1. Definitions. Capitalized terms used but not defined in this Amendment shall have the respective meanings ascribed to such terms in the Note.
2. Amendments to the Note:
a. Section 6(a) of said Note shall be amended and restated in full as follows with the language in Section 6(a) of the Note replaced as follows:
“(a) Purchase Rights. In addition to any adjustments pursuant to Sections 7 or 17 below, if at any time the Company grants, issues or sells any Options, Convertible Securities or rights to purchase stock, warrants, securities or other property pro rata to all or substantially all of the record holders of any class of Ordinary Shares (the “Purchase Rights”), then the Holder will be entitled to acquire, upon the terms applicable to such Purchase Rights, the aggregate Purchase Rights which the Holder could have acquired if the Holder had held the number of Ordinary Shares acquirable upon complete conversion of this Note (without taking into account any limitations or restrictions on the convertibility of this Note and assuming for such purpose that the Note was converted at the Floor Price immediately prior to the date on which a record is taken for the grant, issuance or sale of such Purchase Rights, or, if no such record is taken, the date as of which the record holders of Ordinary Shares are to be determined for the grant, issue or sale of such Purchase Rights (provided, however, that to the extent that the Holder’s right to participate in any such Purchase Right would result in the Holder and the other Attribution Parties exceeding the Maximum Percentage, then the Holder shall not be entitled to participate in such Purchase Right to the extent of the Maximum Percentage (and shall not be entitled to beneficial ownership of such Ordinary Shares as a result of such Purchase Right (and beneficial ownership) to the extent of any such excess) and such Purchase Right to such extent shall be held in abeyance (and, if such Purchase Right has an expiration date, maturity date or other similar provision, such term shall be extended by such number of days held in abeyance, if applicable) for the benefit of the Holder until such time or times, if ever, as its right thereto would not result in the Holder and the other Attribution Parties exceeding the Maximum Percentage, at which time or times the Holder shall be granted such right (and any Purchase Right granted, issued or sold on such initial Purchase Right or on any subsequent Purchase Right held similarly in abeyance (and, if such Purchase Right has an expiration date, maturity date or other similar provision, such term shall be extended by such number of days held in abeyance, if applicable)) to the same extent as if there had been no such limitation).”
b. Section 7(g) of said Note shall be amended and restated in full as follows with the language in Section 7(g) of the Note replaced as follows:
“(g) Voluntary Adjustment by Company. Subject to the rules and regulations of the Principal Market, the Company may at any time during the term of this Note, with the prior written consent of the Required Holders (as defined in the Securities Purchase Agreement), reduce the then current Conversion Price or Floor Price of each of the Notes to any amount and for any period of time deemed appropriate by the board of directors of the Company.”
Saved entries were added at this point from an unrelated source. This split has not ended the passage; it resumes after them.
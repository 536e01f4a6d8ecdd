//! Elevator car movement for the headless harness
//!
//! Constant speed, no acceleration and no door timing: a car arrives, lets
//! passengers off and on within the same tick, and moves on.

use crate::dispatch::{ElevatorId, ElevatorSnapshot, Floor};

use super::passenger::SimPassenger;

/// Result of an elevator update indicating what the world should do next
#[derive(Debug, Clone, Copy, PartialEq, Eq)]
pub enum ElevatorUpdateResult {
    Moving,                 // Still travelling towards its target
    Arrived(Floor),         // Reached its target this tick
    BecameIdle,             // Nothing to do, reported once
    Resting,                // Still idle
}

#[derive(Debug, Clone)]
pub struct SimElevator {
    pub id: ElevatorId,
    pub position: f32,
    pub target: Option<Floor>,
    /// Target taken up once the current one is reached
    pub queued: Option<Floor>,
    pub passengers: Vec<SimPassenger>,
    pub capacity: usize,
    idle_reported: bool,
}

impl SimElevator {
    pub fn new(id: ElevatorId, floor: Floor, capacity: usize) -> Self {
        Self {
            id,
            position: floor as f32,
            target: None,
            queued: None,
            passengers: Vec::new(),
            capacity,
            idle_reported: false,
        }
    }

    pub fn is_full(&self) -> bool {
        self.passengers.len() >= self.capacity
    }

    pub fn free_space(&self) -> usize {
        self.capacity.saturating_sub(self.passengers.len())
    }

    pub fn snapshot(&self) -> ElevatorSnapshot {
        ElevatorSnapshot::new(self.id, self.position, self.passengers.len(), self.is_full())
    }

    /// Accept a move command
    pub fn command(&mut self, floor: Floor, immediate: bool) {
        if immediate || self.target.is_none() {
            self.target = Some(floor);
        } else {
            self.queued = Some(floor);
        }
        self.idle_reported = false;
    }

    /// Advance the car by `speed` floors
    pub fn update(&mut self, speed: f32) -> ElevatorUpdateResult {
        let target = match self.target.or_else(|| self.queued.take()) {
            Some(target) => target,
            None if self.idle_reported => return ElevatorUpdateResult::Resting,
            None => {
                self.idle_reported = true;
                return ElevatorUpdateResult::BecameIdle;
            }
        };
        self.target = Some(target);

        let goal = target as f32;
        let remaining = goal - self.position;

        if remaining.abs() <= speed {
            // Snap onto the floor so the car rests on an exact value
            self.position = goal;
            self.target = self.queued.take();
            return ElevatorUpdateResult::Arrived(target);
        }

        self.position += speed * remaining.signum();
        ElevatorUpdateResult::Moving
    }

    /// Remove and return the passengers whose destination is `floor`
    pub fn unload(&mut self, floor: Floor) -> Vec<SimPassenger> {
        let (leaving, staying): (Vec<_>, Vec<_>) = self
            .passengers
            .drain(..)
            .partition(|passenger| passenger.destination == floor);
        self.passengers = staying;
        leaving
    }
}
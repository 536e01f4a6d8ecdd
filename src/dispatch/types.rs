//! Core types for the dispatch engine
//!
//! Identifiers, directions and the read-only views the engine works with.

use std::fmt;

/// A building floor, counted from the ground floor at 0
pub type Floor = u32;

/// A wrapper type for elevator IDs
#[derive(Debug, Clone, Copy, PartialEq, Eq, PartialOrd, Ord, Hash)]
pub struct ElevatorId(pub usize);

/// A wrapper type for passenger IDs
#[derive(Debug, Clone, Copy, PartialEq, Eq, PartialOrd, Ord, Hash)]
pub struct PassengerId(pub usize);

impl fmt::Display for ElevatorId {
    fn fmt(&self, f: &mut fmt::Formatter<'_>) -> fmt::Result {
        write!(f, "E{}", self.0)
    }
}

impl fmt::Display for PassengerId {
    fn fmt(&self, f: &mut fmt::Formatter<'_>) -> fmt::Result {
        write!(f, "P{}", self.0)
    }
}

/// Travel direction of an elevator or requested direction of a call
#[derive(Debug, Clone, Copy, PartialEq, Eq, Hash, Default)]
pub enum Direction {
    Up,
    Down,
    /// No directional bias
    #[default]
    Stopped,
}

impl Direction {
    /// Direction needed to travel from `from` to `to`, `None` when they are equal
    pub fn between(from: Floor, to: Floor) -> Option<Direction> {
        if to > from {
            Some(Direction::Up)
        } else if to < from {
            Some(Direction::Down)
        } else {
            None
        }
    }

    /// Whether `floor` lies ahead of (or at) `from` when travelling in this direction
    pub fn is_ahead_or_at(&self, from: Floor, floor: Floor) -> bool {
        match self {
            Direction::Up => floor >= from,
            Direction::Down => floor <= from,
            Direction::Stopped => true,
        }
    }
}

impl fmt::Display for Direction {
    fn fmt(&self, f: &mut fmt::Formatter<'_>) -> fmt::Result {
        let label = match self {
            Direction::Up => "up",
            Direction::Down => "down",
            Direction::Stopped => "stopped",
        };
        f.write_str(label)
    }
}

/// A pickup request announced by the environment
///
/// The destination is not part of the request: it only becomes known when
/// the passenger boards.
#[derive(Debug, Clone, Copy, PartialEq, Eq)]
pub struct Request {
    pub passenger: PassengerId,
    pub origin: Floor,
    pub direction: Direction,
}

impl Request {
    pub fn new(passenger: PassengerId, origin: Floor, direction: Direction) -> Self {
        Self {
            passenger,
            origin,
            direction,
        }
    }
}

/// What the environment reports about one elevator at the start of a cycle
#[derive(Debug, Clone, Copy, PartialEq)]
pub struct ElevatorSnapshot {
    pub id: ElevatorId,
    /// Position in floors, fractional while travelling between floors
    pub position: f32,
    pub passenger_count: usize,
    pub is_full: bool,
}

impl ElevatorSnapshot {
    pub fn new(id: ElevatorId, position: f32, passenger_count: usize, is_full: bool) -> Self {
        Self {
            id,
            position,
            passenger_count,
            is_full,
        }
    }

    /// Snapshot of an empty elevator resting at `floor`
    pub fn idle_at(id: ElevatorId, floor: Floor) -> Self {
        Self::new(id, floor as f32, 0, false)
    }

    /// The floor-aligned value decisions are made on
    pub fn floor(&self) -> Floor {
        self.position.max(0.0).floor() as Floor
    }

    /// The floor the car is resting on, `None` while between floors
    pub fn resting_floor(&self) -> Option<Floor> {
        if self.position >= 0.0 && self.position.fract() == 0.0 {
            Some(self.position as Floor)
        } else {
            None
        }
    }
}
c. Section 12(a) of said Note shall be amended and restated in full as follows with the language in Section 12(a) of the Note replaced as follows:
“(a) Reservation. So long as any Notes remain outstanding, the Company shall at all times reserve at least 200% of the number of Ordinary Shares as shall from time to time be necessary to effect the conversion, including without limitation, Alternate Conversions, of all of the Notes then outstanding (without regard to any limitations on conversions and assuming such Notes remain outstanding until the Maturity Date) at the Floor Price (the “Required Reserve Amount”). The Required Reserve Amount (including, without limitation, each increase in the number of shares so reserved) shall be allocated pro rata among the holders of the Notes based on the original principal amount of the Notes held by each holder on the Closing Date or increase in the number of reserved shares, as the case may be (the “AuthorizedShare Allocation”). In the event that a holder shall sell or otherwise transfer any of such holder’s Notes, each transferee shall be allocated a pro rata portion of such holder’s Authorized Share Allocation. Any Ordinary Shares reserved and allocated to any Person which ceases to hold any Notes shall be allocated to the remaining holders of Notes, pro rata based on the principal amount of the Notes then held by such holders.”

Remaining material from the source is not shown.